Design, construction and launch
Aquitania was designed by Cunard naval architect Leonard Peskett. Peskett drew up plans for a larger and wider vessel than Lusitania and Mauretania (about 130 feet (40 m) longer). With four large funnels the ship would resemble the famous speed duo, but Peskett also designed the superstructure with "glassed in" touches from the smaller Carmania, a ship he also designed. Another design feature from Carmania was the addition of two tall forward deck ventilator cowlings. Although the ship's outward dimensions were greater than that of Olympic, her displacement and tonnage were lower. With Aquitania's keel being laid at the end of 1910, the experienced Peskett took a voyage on Olympic in 1911 so as to experience the feel of a ship reaching nearly 50,000 tonnes as well as to copy pointers for his company's new vessel. Though Aquitania was built solely with Cunard funds, Peskett designed her according to strict British Admiralty specifications. Aquitania was built in the John Brown and Company yards in Clydebank, Scotland, where the majority of the Cunard ships were built. The keel was laid in the same plot where Lusitania had been built, and would later be used to construct Queen Mary, Queen Elizabeth, and Queen Elizabeth 2. Just like with Mauretania, for the launch the hull was painted in a light grey colour for photographic purposes; a common practice of the day for the first ship in a new class, as it made the lines of the ship clearer in the black-and-white photographs. Her hull was repainted to black in dry dock.

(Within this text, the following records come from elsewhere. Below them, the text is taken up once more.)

//! Configuration, operator controls and tick orchestration for the Hive
//! tick engine.
//!
//! This crate wires snapshots, validation, processing and mutation
//! dispatch into the tick that drives the world forward.
//!
//! # Modules
//!
//! - [`config`] -- Configuration loading from `hive-config.yaml` into
//!   strongly-typed structs.
//! - [`events`] -- Broadcast bus for loop-stage events.
//! - [`operator`] -- Pause, resume, speed and stop controls.
//! - [`runner`] -- The driving loop around [`TickEngine::run_tick`].
//! - [`tick`] -- One tick: every room in parallel, then the global pass.

pub mod config;
pub mod events;
pub mod operator;
pub mod runner;
pub mod tick;

pub use config::{ConfigError, EngineConfig};
pub use events::{EngineEvent, EventBus, Subscription};
pub use operator::{EngineStatus, EngineStopReason, OperatorState};
pub use runner::{
    EngineRunResult, NoOpListener, RunnerError, TickListener, log_engine_end, run_engine,
    seed_environment,
};
pub use tick::{RoomOutcome, TickEngine, TickEngineOptions, TickError, TickSummary};
// ---------------------------------------------------------------------------
// Room objects
// ---------------------------------------------------------------------------

/// One simulated entity in a room.
#[derive(Debug, Clone, PartialEq, Serialize, Deserialize)]
#[serde(rename_all = "camelCase")]
pub struct RoomObjectSnapshot {
    /// Stable object id.
    #[serde(rename = "_id")]
    pub id: ObjectId,
    /// Declared object type.
    #[serde(rename = "type")]
    pub object_type: ObjectType,
    /// Room the object is in.
    pub room: RoomName,
    /// Column.
    pub x: u8,
    /// Row.
    pub y: u8,
    /// Owning user.
    #[serde(default, skip_serializing_if = "Option::is_none")]
    pub user: Option<UserId>,
    /// Creep or spawn name.
    #[serde(default, skip_serializing_if = "Option::is_none")]
    pub name: Option<String>,
    /// Current hit points.
    #[serde(default, skip_serializing_if = "Option::is_none")]
    pub hits: Option<i64>,
    /// Maximum hit points.
    #[serde(default, skip_serializing_if = "Option::is_none")]
    pub hits_max: Option<i64>,
    /// Stored resources keyed by resource name.
    #[serde(default, skip_serializing_if = "BTreeMap::is_empty")]
    pub store: BTreeMap<String, i64>,
    /// Total store capacity shared by all resources.
    #[serde(default, skip_serializing_if = "Option::is_none")]
    pub store_capacity: Option<i64>,
    /// Per-resource store capacities (spawns, extensions, labs...).
    #[serde(default, skip_serializing_if = "BTreeMap::is_empty")]
    pub store_capacity_resource: BTreeMap<String, i64>,
    /// Creep body.
    #[serde(default, skip_serializing_if = "Vec::is_empty")]
    pub body: Vec<BodyPart>,
    /// Creep fatigue.
    #[serde(default, skip_serializing_if = "Option::is_none")]
    pub fatigue: Option<i64>,
    /// Game time at which a creep dies of old age.
    #[serde(default, skip_serializing_if = "Option::is_none")]
    pub age_time: Option<u64>,
    /// Whether a creep is still inside its spawn.
    #[serde(default, skip_serializing_if = "Option::is_none")]
    pub spawning: Option<bool>,
    /// Spawn production state.
    #[serde(default, skip_serializing_if = "Option::is_none")]
    pub spawning_state: Option<SpawningState>,
    /// Controller level.
    #[serde(default, skip_serializing_if = "Option::is_none")]
    pub level: Option<u32>,
    /// Controller upgrade progress.
    #[serde(default, skip_serializing_if = "Option::is_none")]
    pub progress: Option<i64>,
    /// Game time at which the controller loses a level.
    #[serde(default, skip_serializing_if = "Option::is_none")]
    pub downgrade_time: Option<u64>,
    /// Game time at which safe mode ends.
    #[serde(default, skip_serializing_if = "Option::is_none")]
    pub safe_mode: Option<u64>,
    /// Safe mode activations left.
    #[serde(default, skip_serializing_if = "Option::is_none")]
    pub safe_mode_available: Option<u32>,
    /// Controller reservation.
    #[serde(default, skip_serializing_if = "Option::is_none")]
    pub reservation: Option<Reservation>,
    /// Controller sign.
    #[serde(default, skip_serializing_if = "Option::is_none")]
    pub sign: Option<Sign>,
    /// Game time at which the structure may act again.
    #[serde(default, skip_serializing_if = "Option::is_none")]
    pub cooldown_time: Option<u64>,
    /// Energy held by a source or power bank.
    #[serde(default, skip_serializing_if = "Option::is_none")]
    pub energy: Option<i64>,
    /// Energy capacity of a source.
    #[serde(default, skip_serializing_if = "Option::is_none")]
    pub energy_capacity: Option<i64>,
    /// Mineral resource name.
    #[serde(default, skip_serializing_if = "Option::is_none")]
    pub mineral_type: Option<String>,
    /// Remaining mineral amount.
    #[serde(default, skip_serializing_if = "Option::is_none")]
    pub mineral_amount: Option<i64>,
    /// Mineral density class.
    #[serde(default, skip_serializing_if = "Option::is_none")]
    pub density: Option<u32>,
    /// Game time a source refills.
    #[serde(default, skip_serializing_if = "Option::is_none")]
    pub next_regeneration_time: Option<u64>,
    /// Game time of the next decay hit.
    #[serde(default, skip_serializing_if = "Option::is_none")]
    pub next_decay_time: Option<u64>,
    /// Game time at which the object disappears (power banks, ruins).
    #[serde(default, skip_serializing_if = "Option::is_none")]
    pub decay_time: Option<u64>,
    /// Game time a tombstone's creep died.
    #[serde(default, skip_serializing_if = "Option::is_none")]
    pub death_time: Option<u64>,
    /// Game time a nuke lands.
    #[serde(default, skip_serializing_if = "Option::is_none")]
    pub land_time: Option<u64>,
    /// Room a nuke was launched from.
    #[serde(default, skip_serializing_if = "Option::is_none")]
    pub launch_room_name: Option<RoomName>,
    /// Resource type of a dropped pile.
    #[serde(default, skip_serializing_if = "Option::is_none")]
    pub resource_type: Option<String>,
    /// Amount of a dropped pile.
    #[serde(default, skip_serializing_if = "Option::is_none")]
    pub amount: Option<i64>,
    /// Active power effects.
    #[serde(default, skip_serializing_if = "Vec::is_empty")]
    pub effects: Vec<Effect>,
    /// Pending cross-room move.
    #[serde(default, skip_serializing_if = "Option::is_none")]
    pub inter_room: Option<InterRoom>,
    /// Id of the creep a tombstone belonged to.
    #[serde(default, skip_serializing_if = "Option::is_none")]
    pub creep_id: Option<ObjectId>,
    /// Name of the creep a tombstone belonged to.
    #[serde(default, skip_serializing_if = "Option::is_none")]
    pub creep_name: Option<String>,
    /// Remaining life of the creep at death.
    #[serde(default, skip_serializing_if = "Option::is_none")]
    pub creep_ticks_to_live: Option<u64>,
    /// Power held by a power bank.
    #[serde(default, skip_serializing_if = "Option::is_none")]
    pub power: Option<i64>,
    /// Whether a rampart lets anyone through.
    #[serde(default, skip_serializing_if = "Option::is_none")]
    pub is_public: Option<bool>,
    /// Whether the owner is notified when the object is attacked.
    #[serde(default, skip_serializing_if = "Option::is_none")]
    pub notify_when_attacked: Option<bool>,
}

In the wake of the Titanic sinking, Aquitania was one of the first new ships to carry enough lifeboats for all passengers and crew. Eighty lifeboats, including two motorised launches with Marconi wireless equipment, were carried in both swan-neck and newer Welin type davits. There was also a double hull and watertight compartments that were designed to allow the ship to float with five compartments flooded. As required by the British Admiralty, she was designed to be converted into an armed merchant cruiser, and was reinforced to mount guns for service in that role. The ship displaced approximately 49,430 tons, of which the hull accounted for 29,150 tons, machinery 9,000 and bunkers 6,000 tons.
Aquitania was launched on 21 April 1913 after being christened by Alice Stanley, the Countess of Derby, and fitted out over the next thirteen months. Notable installations were electrical wiring and decorations. The fitting out was led by Arthur Joseph Davis and his associate Charles Mewès. On 10 May 1914, she was tested in her sea trials and steamed at one full knot over the expected speed. On 14 May, she reached Mersey and stayed at a port there for fifteen days, during which she underwent a final major cleaning and finishing in preparation for her maiden voyage.
Aquitania was the first Cunard liner to have a length in excess of 900 feet. Unlike some four-funneled ships, such as White Star Line's Olympic-class ocean liners, Aquitania did not have a dummy funnel; each funnel was utilised in venting smoke from the ship's boilers.
Steam was provided by twenty-one forced-draft, double-ended Scotch boilers, having eight furnaces each, that were 22 feet (6.7 m) long with diameter of 17 feet 8 inches (5.4 m) arranged in four boiler rooms. Each boiler room had seven ash expellers with pump capacity of approximately 4,500 tons per hour that could also be used as emergency bilge pumps.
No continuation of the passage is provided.